Copy out the data line by line exactly, from its start to the line bearing "use std::path::PathBuf;", inclusive.

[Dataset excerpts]
# # # # #
//! Command-line entry for the reflow engine.
//!
//! Loads an input payload, validates it, repairs the schedule, verifies
//! the result, and writes the output payload.
//!
//! # Usage
//!
//! ```bash
//! reflow-cli --input schedule.json --output repaired.json
//! reflow-cli --input schedule.json --log-level debug
//! ```
//!
//! Logger verbosity (`silent | info | debug`) never affects results.

use std::path::PathBuf;

use anyhow::Context;
use clap::{Parser, ValueEnum};
use tracing::{info, warn};
use tracing_subscriber::filter::LevelFilter;

use reflow::persistence::{self, OutputPayload};
use reflow::scheduler::verify_schedule;
use reflow::validation::validate_input;
use reflow::ReflowEngine;

#[derive(Debug, Parser)]
#[command(
    name = "reflow-cli",
    about = "Repair a finite-capacity production schedule under disruption"
)]
struct Args {
    /// Input payload (JSON document envelopes).
    #[arg(long)]
    input: PathBuf,

    /// Where to write the output payload; stdout when omitted.
    #[arg(long)]
    output: Option<PathBuf>,

    /// Logger verbosity.
    #[arg(long, value_enum, default_value_t = LogLevel::Info)]
    log_level: LogLevel,
}

#[derive(Debug, Clone, Copy, ValueEnum)]
enum LogLevel {
    Silent,
    Info,
    Debug,
}

impl From<LogLevel> for LevelFilter {
    fn from(level: LogLevel) -> Self {
        match level {
            LogLevel::Silent => LevelFilter::OFF,
            LogLevel::Info => LevelFilter::INFO,
            LogLevel::Debug => LevelFilter::DEBUG,
        }
    }
}

fn main() -> anyhow::Result<()> {
    let args = Args::parse();
    tracing_subscriber::fmt()
        .with_max_level(LevelFilter::from(args.log_level))
        .with_target(false)
        .init();

    let payload = persistence::load_input_from_json(&args.input)
        .with_context(|| format!("failed to load {}", args.input.display()))?;
    let input = payload.to_reflow_input()?;

    if let Err(errors) = validate_input(&input.work_orders, &input.work_centers) {
        for err in &errors {
            eprintln!("invalid input: {}", err.message);
        }
        anyhow::bail!("input payload failed validation with {} error(s)", errors.len());
    }

    let output = ReflowEngine::new().run(&input)?;
    info!(changes = output.changes.len(), "schedule repaired");

    let violations = verify_schedule(
        &output.updated_work_orders,
        &input.work_centers,
        &input.work_orders,
    )?;
    for violation in &violations {
        warn!(
            entity = %violation.entity_id,
            "constraint violated: {}", violation.message
        );
    }

    let out_payload = OutputPayload::from_output(&output);
    match &args.output {
        Some(path) => {
            persistence::save_output_to_json(&out_payload, path)?;
            info!(path = %path.display(), "output written");
        }
        None => println!("{}", serde_json::to_string_pretty(&out_payload)?),
    }
    Ok(())
}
# # # # #
• Output for this task:
//! Command-line entry for the reflow engine.
//!
//! Loads an input payload, validates it, repairs the schedule, verifies
//! the result, and writes the output payload.
//!
//! # Usage
//!
//! ```bash
//! reflow-cli --input schedule.json --output repaired.json
//! reflow-cli --input schedule.json --log-level debug
//! ```
//!
//! Logger verbosity (`silent | info | debug`) never affects results.

use std::path::PathBuf;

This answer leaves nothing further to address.